◆ TASK DIRECTIONS
Among the entries below, how many lines hold "force"? Only the number is wanted.

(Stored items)
>>
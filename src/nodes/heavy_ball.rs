//! Learnable coefficients of the heavy-ball parametrization
//!
//! Reference: Xia et al., "Heavy Ball Neural Ordinary Differential
//! Equations", NeurIPS 2021.

use crate::activation::Squash;
use burn::module::{Ignored, Module, Param};
use burn::tensor::backend::Backend;
use burn::tensor::Tensor;

/// Damping (`gamma`) and shortcut (`correction`) coefficients.
///
/// Both are stored raw and squashed before use, so any real value is a valid
/// parameter. A frozen coefficient is excluded from gradient updates.
#[derive(Module, Debug)]
pub struct HeavyBallParams<B: Backend> {
    /// Raw damping coefficient, shape `[1]`
    pub gamma: Param<Tensor<B, 1>>,
    /// Raw shortcut coefficient, shape `[1]`
    pub correction: Param<Tensor<B, 1>>,
    gamma_activation: Ignored<Squash>,
    correction_activation: Ignored<Squash>,
    #[module(skip)]
    gamma_frozen: bool,
    #[module(skip)]
    correction_frozen: bool,
}

impl<B: Backend> HeavyBallParams<B> {
    pub fn new(
        gamma_guess: f64,
        gamma_activation: Squash,
        gamma_frozen: bool,
        correction: f64,
        correction_activation: Squash,
        correction_frozen: bool,
        device: &B::Device,
    ) -> Self {
        Self {
            gamma: Self::scalar_param(gamma_guess, gamma_frozen, device),
            correction: Self::scalar_param(correction, correction_frozen, device),
            gamma_activation: Ignored(gamma_activation),
            correction_activation: Ignored(correction_activation),
            gamma_frozen,
            correction_frozen,
        }
    }

    fn scalar_param(value: f64, frozen: bool, device: &B::Device) -> Param<Tensor<B, 1>> {
        let tensor = Tensor::<B, 1>::from_floats([value as f32], device);
        Param::from_tensor(tensor).set_require_grad(!frozen)
    }

    pub fn gamma_frozen(&self) -> bool {
        self.gamma_frozen
    }

    pub fn correction_frozen(&self) -> bool {
        self.correction_frozen
    }

    /// Effective damping `squash_gamma(gamma)`, shape `[1]`.
    pub fn damping(&self) -> Tensor<B, 1> {
        let gamma = if self.gamma_frozen {
            self.gamma.val().detach()
        } else {
            self.gamma.val()
        };
        self.gamma_activation.apply(gamma)
    }

    /// Effective shortcut `squash_nonneg(correction)`, shape `[1]`.
    pub fn shortcut(&self) -> Tensor<B, 1> {
        let correction = if self.correction_frozen {
            self.correction.val().detach()
        } else {
            self.correction.val()
        };
        self.correction_activation.apply(correction)
    }

    /// `force - damping * m + shortcut * h`
    pub fn momentum_rate<const D: usize>(
        &self,
        force: Tensor<B, D>,
        h: Tensor<B, D>,
        m: Tensor<B, D>,
    ) -> Tensor<B, D> {
        let damping = self.damping().reshape([1usize; D]);
        let shortcut = self.shortcut().reshape([1usize; D]);
        force - m.mul(damping) + h.mul(shortcut)
    }
}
<<
◆ SOLUTION FOR THIS TASK
3